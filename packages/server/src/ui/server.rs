//! Server execution logic.

use std::sync::Arc;

use axum::{
    Router,
    routing::{get, post},
};
use tower_http::{cors::CorsLayer, trace::TraceLayer};

use crate::domain::StatsPusher;
use crate::usecase::{
    BroadcastStatsUseCase, CreateRoomUseCase, GetHealthUseCase, GetRoomStatsUseCase,
    JoinRoomUseCase, LeaveRoomUseCase, RenameParticipantUseCase, UpdateBoredomUseCase,
};

use super::{
    handler::{
        http::{create_room, get_room_stats, health_check},
        websocket::websocket_handler,
    },
    signal::shutdown_signal,
    state::AppState,
};

/// Boredom dial server
///
/// This struct encapsulates the server configuration and provides methods to run the server.
pub struct Server {
    /// JoinRoomUseCase（参加者接続のユースケース）
    join_room_usecase: Arc<JoinRoomUseCase>,
    /// LeaveRoomUseCase（参加者切断のユースケース）
    leave_room_usecase: Arc<LeaveRoomUseCase>,
    /// UpdateBoredomUseCase（値更新のユースケース）
    update_boredom_usecase: Arc<UpdateBoredomUseCase>,
    /// RenameParticipantUseCase（表示名更新のユースケース）
    rename_participant_usecase: Arc<RenameParticipantUseCase>,
    /// BroadcastStatsUseCase（統計ブロードキャストのユースケース）
    broadcast_stats_usecase: Arc<BroadcastStatsUseCase>,
    /// CreateRoomUseCase（ルーム作成のユースケース）
    create_room_usecase: Arc<CreateRoomUseCase>,
    /// GetRoomStatsUseCase（ルーム統計取得のユースケース）
    get_room_stats_usecase: Arc<GetRoomStatsUseCase>,
    /// GetHealthUseCase（ヘルスチェックのユースケース）
    get_health_usecase: Arc<GetHealthUseCase>,
    /// StatsPusher（シャットダウン時に全接続を閉じるために保持する）
    pusher: Arc<dyn StatsPusher>,
}

impl Server {
    /// Create a new Server instance
    #[allow(clippy::too_many_arguments)]
    pub fn new(
        join_room_usecase: Arc<JoinRoomUseCase>,
        leave_room_usecase: Arc<LeaveRoomUseCase>,
        update_boredom_usecase: Arc<UpdateBoredomUseCase>,
        rename_participant_usecase: Arc<RenameParticipantUseCase>,
        broadcast_stats_usecase: Arc<BroadcastStatsUseCase>,
        create_room_usecase: Arc<CreateRoomUseCase>,
        get_room_stats_usecase: Arc<GetRoomStatsUseCase>,
        get_health_usecase: Arc<GetHealthUseCase>,
        pusher: Arc<dyn StatsPusher>,
    ) -> Self {
        Self {
            join_room_usecase,
            leave_room_usecase,
            update_boredom_usecase,
            rename_participant_usecase,
            broadcast_stats_usecase,
            create_room_usecase,
            get_room_stats_usecase,
            get_health_usecase,
            pusher,
        }
    }

    /// Run the boredom dial server
    ///
    /// # Arguments
    ///
    /// * `host` - The host address to bind to (e.g., "127.0.0.1")
    /// * `port` - The port number to bind to (e.g., 8080)
    ///
    /// # Errors
    ///
    /// Returns an error if the server fails to bind to the specified address or
    /// if there's an error during server execution.
    pub async fn run(
        self,
        host: String,
        port: u16,
    ) -> Result<(), Box<dyn std::error::Error + Send + Sync>> {
        let pusher = self.pusher.clone();
        let app_state = Arc::new(AppState {
            join_room_usecase: self.join_room_usecase,
            leave_room_usecase: self.leave_room_usecase,
            update_boredom_usecase: self.update_boredom_usecase,
            rename_participant_usecase: self.rename_participant_usecase,
            broadcast_stats_usecase: self.broadcast_stats_usecase,
            create_room_usecase: self.create_room_usecase,
            get_room_stats_usecase: self.get_room_stats_usecase,
            get_health_usecase: self.get_health_usecase,
        });

        // Define handlers
        let app = Router::new()
            // WebSocket エンドポイント
            .route("/ws", get(websocket_handler))
            // HTTP エンドポイント
            .route("/health", get(health_check))
            .route("/api/rooms", post(create_room))
            .route("/api/rooms/{room_id}", get(get_room_stats))
            // 管理サーフェスは任意のオリジンから呼べる
            .layer(CorsLayer::permissive())
            .layer(TraceLayer::new_for_http())
            .with_state(app_state);

        // Bind the server to the host and port
        let bind_addr = format!("{}:{}", host, port);
        let listener = tokio::net::TcpListener::bind(&bind_addr).await?;

        // Start the server
        tracing::info!(
            "Boredom dial server listening on {}",
            listener.local_addr()?
        );
        tracing::info!("Connect to: ws://{}/ws", bind_addr);
        tracing::info!("Press Ctrl+C to shutdown gracefully");

        // On shutdown, close every live session channel first so the
        // WebSocket loops exit and clients get a clean closure instead of an
        // abrupt severance.
        axum::serve(listener, app)
            .with_graceful_shutdown(async move {
                shutdown_signal().await;
                pusher.close_all().await;
            })
            .await?;

        tracing::info!("Server shutdown complete");

        Ok(())
    }
}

• [EXERCISE DETAILS]:
Take every line from the data above that holds "AppState" and copy it out.

• [TASK RESPONSE]:
    state::AppState,
        let app_state = Arc::new(AppState {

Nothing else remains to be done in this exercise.